Item 9A. CONTROLS AND PROCEDURES
Evaluation of Disclosure Controls and Procedures
Our principal executive officer and principal financial officer have concluded, based on an evaluation of the Company’s disclosure controls and procedures (as defined in Rules 13a-15(e) and 15d-15(e) under the Securities Exchange Act of 1934, as amended), that as of December 31, 2015, the Company’s disclosure controls and procedures were effective.
Changes in Internal Control over Financial Reporting
During the three months ended December 31, 2015, we did not make any changes in our internal control over financial reporting that have materially affected, or are reasonably likely to materially affect, our internal control over financial reporting.

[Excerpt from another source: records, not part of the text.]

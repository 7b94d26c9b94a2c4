/// UsdGeomMesh: polygon mesh schema view of a prim

use glam::DVec3;

use crate::error::{Error, Result};
use crate::gf::Aabb;
use crate::usd::{Prim, SceneStage, TimeCode};

pub const MESH_TYPE_NAME: &str = "Mesh";

/// Default surface color when `primvars:displayColor` is not authored.
pub const FALLBACK_DISPLAY_COLOR: DVec3 = DVec3::new(0.5, 0.5, 0.5);

/// Stands in for a negative entry of an index array, so later entries keep
/// their positions. Faces that use it are skipped.
pub const INVALID_INDEX: usize = usize::MAX;

const DISPLAY_COLOR: &str = "primvars:displayColor";

/// How a primvar's values map onto the mesh.
#[derive(Debug, Clone, Copy, PartialEq, Eq)]
pub enum Interpolation {
    /// One value for the whole mesh
    Constant,
    /// One value per face
    Uniform,
    /// One value per point
    Vertex,
    /// One value per face-vertex
    FaceVarying,
}

impl Interpolation {
    /// Parse an `interpolation` metadata token. `varying` maps to `Vertex`.
    pub fn from_token(token: &str) -> Option<Self> {
        match token {
            "constant" => Some(Interpolation::Constant),
            "uniform" => Some(Interpolation::Uniform),
            "vertex" | "varying" => Some(Interpolation::Vertex),
            "faceVarying" => Some(Interpolation::FaceVarying),
            _ => None,
        }
    }
}

/// Triangle produced by fan triangulation, with the face it came from.
#[derive(Debug, Clone, Copy, PartialEq, Eq)]
pub struct Triangle {
    /// Point indices
    pub points: [usize; 3],
    /// Face-vertex indices (positions in `faceVertexIndices`)
    pub face_vertices: [usize; 3],
    pub face: usize,
}

pub struct UsdGeomMesh<'s, S: SceneStage + ?Sized> {
    stage: &'s S,
    prim: Prim,
}

impl<'s, S: SceneStage + ?Sized> UsdGeomMesh<'s, S> {
    /// Mesh view of `prim`; `Error::SchemaMismatch` unless it is typed `Mesh`.
    pub fn new(stage: &'s S, prim: Prim) -> Result<Self> {
        if prim.type_name() != MESH_TYPE_NAME {
            return Err(Error::SchemaMismatch {
                path: prim.path().to_string(),
                expected: MESH_TYPE_NAME.to_string(),
                found: prim.type_name().to_string(),
            });
        }
        Ok(Self { stage, prim })
    }

    pub fn prim(&self) -> &Prim {
        &self.prim
    }

    pub fn points(&self, time: TimeCode) -> Vec<DVec3> {
        self.stage
            .attribute(&self.prim, "points", time)
            .and_then(|v| v.as_dvec3_array())
            .unwrap_or_default()
    }

    pub fn face_vertex_counts(&self, time: TimeCode) -> Vec<usize> {
        self.index_array("faceVertexCounts", time)
    }

    pub fn face_vertex_indices(&self, time: TimeCode) -> Vec<usize> {
        self.index_array("faceVertexIndices", time)
    }

    fn index_array(&self, name: &str, time: TimeCode) -> Vec<usize> {
        self.stage
            .attribute(&self.prim, name, time)
            .and_then(|v| v.as_i64_array())
            .map(|values| {
                values
                    .into_iter()
                    .map(|i| usize::try_from(i).unwrap_or(INVALID_INDEX))
                    .collect()
            })
            .unwrap_or_default()
    }

    /// Authored `extent`, if any.
    pub fn extent(&self, time: TimeCode) -> Option<Aabb> {
        let corners = self
            .stage
            .attribute(&self.prim, "extent", time)?
            .as_dvec3_array()?;
        match corners.as_slice() {
            [min, max] => Some(Aabb::new(*min, *max)),
            _ => None,
        }
    }

    /// `primvars:displayColor` values with their interpolation.
    ///
    /// The authored `interpolation` metadata wins. Without it the
    /// interpolation is inferred from the element count (one value, one per
    /// face, one per point, one per face-vertex).
    pub fn display_color(&self, time: TimeCode) -> Option<(Vec<DVec3>, Interpolation)> {
        let colors = self
            .stage
            .attribute(&self.prim, DISPLAY_COLOR, time)?
            .as_dvec3_array()?;
        if colors.is_empty() {
            return None;
        }

        let authored = self
            .stage
            .attribute_metadata(&self.prim, DISPLAY_COLOR, "interpolation")
            .and_then(|v| v.as_str().and_then(Interpolation::from_token));
        if let Some(interpolation) = authored {
            return Some((colors, interpolation));
        }

        let counts = self.face_vertex_counts(time);
        let face_vertices: usize = counts.iter().filter(|&&c| c != INVALID_INDEX).sum();
        let interpolation = match colors.len() {
            1 => Interpolation::Constant,
            n if n == counts.len() => Interpolation::Uniform,
            n if n == self.points(time).len() => Interpolation::Vertex,
            n if n == face_vertices => Interpolation::FaceVarying,
            _ => return None,
        };
        Some((colors, interpolation))
    }

    /// False when `visibility` is `invisible`.
    pub fn is_visible(&self, time: TimeCode) -> bool {
        self.stage
            .attribute(&self.prim, "visibility", time)
            .map_or(true, |v| v.as_str() != Some("invisible"))
    }

    /// Fan triangulation of all faces. Faces with fewer than three vertices
    /// or out-of-range (including negative) indices are skipped.
    pub fn triangulate(&self, time: TimeCode) -> Vec<Triangle> {
        let counts = self.face_vertex_counts(time);
        let indices = self.face_vertex_indices(time);
        let point_count = self.points(time).len();
        triangulate_faces(&counts, &indices, point_count)
    }
}

/// Fan-triangulate polygon faces.
pub fn triangulate_faces(counts: &[usize], indices: &[usize], point_count: usize) -> Vec<Triangle> {
    let mut triangles = Vec::new();
    let mut start: usize = 0;

    for (face, &count) in counts.iter().enumerate() {
        // a negative count leaves the rest of the index array unaddressable
        let Some(end) = start.checked_add(count).filter(|&end| end <= indices.len()) else {
            break;
        };
        let face_indices = &indices[start..end];
        if count >= 3 && face_indices.iter().all(|&i| i < point_count) {
            for k in 1..count - 1 {
                triangles.push(Triangle {
                    points: [face_indices[0], face_indices[k], face_indices[k + 1]],
                    face_vertices: [start, start + k, start + k + 1],
                    face,
                });
            }
        }
        start = end;
    }

    triangles
}

#[cfg(test)]
#[path = "mesh_tests.rs"]
mod tests;
use super::*;
use crate::gf::GfCamera;

fn camera_frustum(position: DVec3) -> Frustum {
    GfCamera { transform: DMat4::from_translation(position), ..GfCamera::default() }
        .frustum()
        .unwrap()
}

fn unit_box(center: DVec3) -> Aabb {
    Aabb::new(center - DVec3::ONE, center + DVec3::ONE)
}

// ============================================================================
// FrustumPlanes::from_view_projection
// ============================================================================

#[test]
fn test_planes_are_normalized() {
    let planes = camera_frustum(DVec3::new(0.0, 0.0, 10.0)).planes();
    for plane in &planes.planes {
        let normal_len = plane.truncate().length();
        assert!((normal_len - 1.0).abs() < 1e-9, "plane normal should be unit length");
    }
}

#[test]
fn test_identity_planes_bound_ndc_cube() {
    let planes = FrustumPlanes::from_view_projection(&DMat4::IDENTITY);
    assert_eq!(planes.classify_aabb(&Aabb::new(DVec3::splat(-0.5), DVec3::splat(0.5))), FrustumTest::Inside);
    assert_eq!(planes.classify_aabb(&unit_box(DVec3::new(5.0, 0.0, 0.0))), FrustumTest::Outside);
}

#[test]
fn test_near_plane_faces_view_direction() {
    let frustum = camera_frustum(DVec3::ZERO);
    let near = frustum.planes().planes[PLANE_NEAR];
    // a point just past the near plane is inside
    assert!(near.truncate().dot(DVec3::new(0.0, 0.0, -1.5)) + near.w > 0.0);
    assert!(near.truncate().dot(DVec3::new(0.0, 0.0, -0.5)) + near.w < 0.0);
}

// ============================================================================
// Frustum::intersects_aabb
// ============================================================================

#[test]
fn test_box_in_front_of_camera() {
    let frustum = camera_frustum(DVec3::new(0.0, 0.0, 10.0));
    assert!(frustum.intersects_aabb(&unit_box(DVec3::ZERO)));
    assert_eq!(frustum.planes().classify_aabb(&unit_box(DVec3::ZERO)), FrustumTest::Inside);
}

#[test]
fn test_box_behind_camera() {
    let frustum = camera_frustum(DVec3::new(0.0, 0.0, 10.0));
    assert!(!frustum.intersects_aabb(&unit_box(DVec3::new(0.0, 0.0, 20.0))));
}

#[test]
fn test_box_outside_side_planes() {
    let frustum = camera_frustum(DVec3::new(0.0, 0.0, 10.0));
    assert!(!frustum.intersects_aabb(&unit_box(DVec3::new(1000.0, 0.0, 0.0))));
    assert!(!frustum.intersects_aabb(&unit_box(DVec3::new(0.0, -1000.0, 0.0))));
}

#[test]
fn test_box_straddling_near_plane_is_partial() {
    let frustum = camera_frustum(DVec3::ZERO);
    let straddling = Aabb::new(DVec3::new(-0.1, -0.1, -2.0), DVec3::new(0.1, 0.1, 0.5));
    assert_eq!(frustum.planes().classify_aabb(&straddling), FrustumTest::Partial);
    assert!(frustum.intersects_aabb(&straddling));
}

// ============================================================================
// Aabb helpers
// ============================================================================

#[test]
fn test_aabb_from_points_and_transform() {
    let points = [DVec3::new(-1.0, 0.0, 2.0), DVec3::new(3.0, -2.0, 0.0)];
    let aabb = Aabb::from_points(&points).unwrap();
    assert_eq!(aabb.min, DVec3::new(-1.0, -2.0, 0.0));
    assert_eq!(aabb.max, DVec3::new(3.0, 0.0, 2.0));
    assert!(Aabb::from_points(&[]).is_none());

    let moved = aabb.transformed(&DMat4::from_translation(DVec3::new(10.0, 0.0, 0.0)));
    assert_eq!(moved.min.x, 9.0);
    assert_eq!(moved.max.x, 13.0);

    let rotated = unit_box(DVec3::ZERO).transformed(&DMat4::from_rotation_z(45f64.to_radians()));
    assert!((rotated.max.x - 2f64.sqrt()).abs() < 1e-9);
}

Management's Report on Internal Control Over Financial Reporting
This annual report does not include a report of management’s assessment regarding internal control over financial reporting or an attestation report of the company’s registered public accounting firm due to a transition period established by rules of the Securities and Exchange Commission for newly public companies.
Item 9B – OTHER INFORMATION
Executive Severance Plan and Change in Control and Severance Agreement
On March 1, 2016, our board of directors adopted an Executive Severance Plan (the “Severance Plan”), which became effective on March 1, 2016. The Compensation Committee is responsible for designating which officers of the Company are eligible to participate in the Severance Plan (the “Severance Plan Participants”). On March 1, 2016, the Compensation Committee identified the following named executive officers as Severance Plan Participants: Robert Buck, John Peterson, Michelle Friel, Robin Reininger, Mark Moore, David Cushen, and Steve Raia.
In addition, on March 1, 2016, we entered into a Change in Control and Severance Agreement (the “Severance Agreement”) with Gerald Volas, our Chief Executive Officer and a member of our board of directors (collectively with the Severance Plan Participants, the “Participants”).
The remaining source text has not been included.